----- EXERCISE DATA
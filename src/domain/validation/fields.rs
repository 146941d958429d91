//! Typed access to a request object that already passed its specification

use serde::de::DeserializeOwned;
use serde_json::Value;

use super::bounds::{Bound, Conversion};
use super::catalogue::{parse_account_cursor, parse_issue, parse_ledger_index, AccountCursor, Issue, LedgerIndex};
use super::codec::{parse_currency, parse_issuer, AccountId, Currency};
use super::types::{field, ContractViolation};
use crate::domain::json_bool::JsonBool;

/// Read-only view over validated fields.
///
/// Every accessor treats an absent or null field as `None`. A present value
/// that does not convert means the specification let it through by mistake,
/// which is reported as a [`ContractViolation`].
pub struct ValidatedFields<'a> {
    command: &'static str,
    object: &'a Value,
}

impl<'a> ValidatedFields<'a> {
    pub fn new(command: &'static str, object: &'a Value) -> Self {
        Self { command, object }
    }

    pub fn contains(&self, key: &str) -> bool {
        self.get(key).is_some()
    }

    fn get(&self, key: &str) -> Option<&'a Value> {
        field(self.object, key).filter(|value| !value.is_null())
    }

    fn violation(&self, key: &str, expected: &str) -> ContractViolation {
        ContractViolation::Conversion {
            command: self.command,
            reason: format!("field '{key}' is not {expected}"),
        }
    }

    pub fn opt<T: Bound>(&self, key: &str) -> Result<Option<T>, ContractViolation> {
        let Some(value) = self.get(key) else {
            return Ok(None);
        };
        match T::convert(value) {
            Conversion::Exact(v) => Ok(Some(v)),
            _ => Err(self.violation(key, T::EXPECTED)),
        }
    }

    pub fn req<T: Bound>(&self, key: &str) -> Result<T, ContractViolation> {
        self.opt(key)?
            .ok_or_else(|| self.violation(key, "present"))
    }

    /// Deserialize a structured field with serde
    pub fn opt_deserialize<T: DeserializeOwned>(&self, key: &str) -> Result<Option<T>, ContractViolation> {
        self.get(key)
            .map(|value| {
                serde_json::from_value(value.clone()).map_err(|err| ContractViolation::Conversion {
                    command: self.command,
                    reason: format!("field '{key}': {err}"),
                })
            })
            .transpose()
    }

    /// Lenient flag: absent means false
    pub fn flag(&self, key: &str) -> JsonBool {
        self.get(key).map(JsonBool::from).unwrap_or_default()
    }

    pub fn ledger_index(&self, key: &str) -> Result<Option<LedgerIndex>, ContractViolation> {
        self.get(key)
            .map(|value| parse_ledger_index(value).ok_or_else(|| self.violation(key, "a ledger index")))
            .transpose()
    }

    pub fn account_cursor(&self, key: &str) -> Result<Option<AccountCursor>, ContractViolation> {
        self.get(key)
            .map(|value| {
                value
                    .as_str()
                    .and_then(parse_account_cursor)
                    .ok_or_else(|| self.violation(key, "an account cursor"))
            })
            .transpose()
    }

    pub fn issue(&self, key: &str) -> Result<Option<Issue>, ContractViolation> {
        self.get(key)
            .map(|value| {
                value
                    .as_object()
                    .and_then(parse_issue)
                    .ok_or_else(|| self.violation(key, "a currency issue"))
            })
            .transpose()
    }

    pub fn strings(&self, key: &str) -> Result<Option<Vec<String>>, ContractViolation> {
        self.opt_deserialize(key)
    }

    pub fn currency(&self, key: &str) -> Result<Option<Currency>, ContractViolation> {
        self.get(key)
            .map(|value| {
                value
                    .as_str()
                    .and_then(parse_currency)
                    .ok_or_else(|| self.violation(key, "a currency"))
            })
            .transpose()
    }

    /// Issuer in hex or base58 form
    pub fn issuer(&self, key: &str) -> Result<Option<AccountId>, ContractViolation> {
        self.get(key)
            .map(|value| {
                value
                    .as_str()
                    .and_then(parse_issuer)
                    .ok_or_else(|| self.violation(key, "an issuer"))
            })
            .transpose()
    }

    /// View over a nested object field
    pub fn section(&self, key: &str) -> Option<ValidatedFields<'a>> {
        self.get(key)
            .filter(|value| value.is_object())
            .map(|object| ValidatedFields::new(self.command, object))
    }
}

/// Build a typed input from validated fields
pub trait FromValidated: Sized {
    fn from_validated(fields: &ValidatedFields<'_>) -> Result<Self, ContractViolation>;
}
----------
* [REQUIRED WORK] The answer must consist of each line in the entries above that includes "Conversion".

* [ANSWER BOX]
use super::bounds::{Bound, Conversion};
        ContractViolation::Conversion {
            Conversion::Exact(v) => Ok(Some(v)),
                serde_json::from_value(value.clone()).map_err(|err| ContractViolation::Conversion {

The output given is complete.